Fiona MacDonald, Agence France Presse
Published — Wednesday 23 March 2005
Last Update 23 March 2005 3:00 am
DOHA, 23 March 2005 — Economic experts in the Gulf state of Qatar, which is pouring billions of dollars into gas projects, yesterday shrugged off a car bomb attack in the capital which killed a Briton and wounded 12 other people.
Despite the shock waves from the weekend blast — the first such attack in Qatar — the experts said they saw it having little impact on the booming economy.
Beshir Al-Kahlut, a financial analyst with Qatar’s central bank, said there were no signs yet that the blast had economic repercussions. “Up to this moment, I can’t see any impact on the economy, though everyone is astonished at what happened. Qatar’s economy has expanded in a marvelous way in all fields,” said Kahlut.
Qatar achieved a GDP growth of 22 percent last year and has recorded a surplus budget for the past five years despite increased spending. “Qatar is not Saudi Arabia, Kuwait or Iraq. It’s a very strange incident which I don’t think will be easily repeated,” he said, adding that the lucrative gas sector would be unaffected.
“There are giant projects going on, billions are to be spent. I don’t think the incident will affect this,” particularly if the attack is an isolated one, said Kahlut. “We have a very good security system. Okay, this incident may have bypassed that but these things can happen anywhere.” His comments were echoed by Mohammed Khalid Al-Mana, chairman of Qatar’s Chamber of Commerce. “I don’t think there will be a major effect,” he said, adding: “Stock market prices are at a normal level. The shares of some companies have gone up and others have gone down, things are normal.” “Such a blast does not mean it’s not a secure place for investors,” Mana said, pointing out that “even in Iraq, where it’s not secure, investment is happening.”

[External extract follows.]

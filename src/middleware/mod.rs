pub mod rate_limit;
pub mod request_id;

pub use rate_limit::{RateLimitConfig, RateLimitMiddleware, RateLimitStore, RateLimiter};
pub use request_id::{CorrelationId, RequestIdExt, RequestIdMiddleware};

Qatar has major investments, he added, which would not be affected by a sole blast, the first of its kind to hit the gas-rich state. “You can measure it from the stock market where there was no impact,” said Hussam Abu Issa, vice chairman of Salam International Investment Company, which is listed on the exchange. “People were not afraid.”
The bombing, which struck outside the Doha Players theater as a performance of a Shakespeare play was underway, shocked residents of the tiny Gulf emirate, which is determined to become the world’s top exporter of liquefied natural gas (LNG).
In January, Qatar, with the world’s third largest proven gas reserves, announced investment plans worth $108 billion over five years, $50 billion of it for infrastructure projects and the rest on oil and gas ventures.
The country has signed several multi-billion-dollar deals with foreign majors to develop its LNG industry in keeping with its ambition to become a global energy giant.
Qatari businessman Mohammed Noor Al-Obaidly, commenting on the blast, said: “So far everything has continued as normal. But we hope this (attacks) won’t continue, this is very important.
The first day after the blast, the index of Qatar’s stock exchange, which will open up to foreigners next month, went down slightly, “and much less than on normal days,” said Saif Al-Mansuri, the exchange’s director. “It means that so far there has been no effect at all. We are sure that the authorities will confront this phenomenon,” Mansuri said.
The bomber has been named as Omar Ahmad Abdullah Ali, an Egyptian IT employee with state-run Qatar Petroleum. The television channel Al-Jazeera quoted Qatar’s Interior Ministry as saying the Saturday bombing was a suicide attack.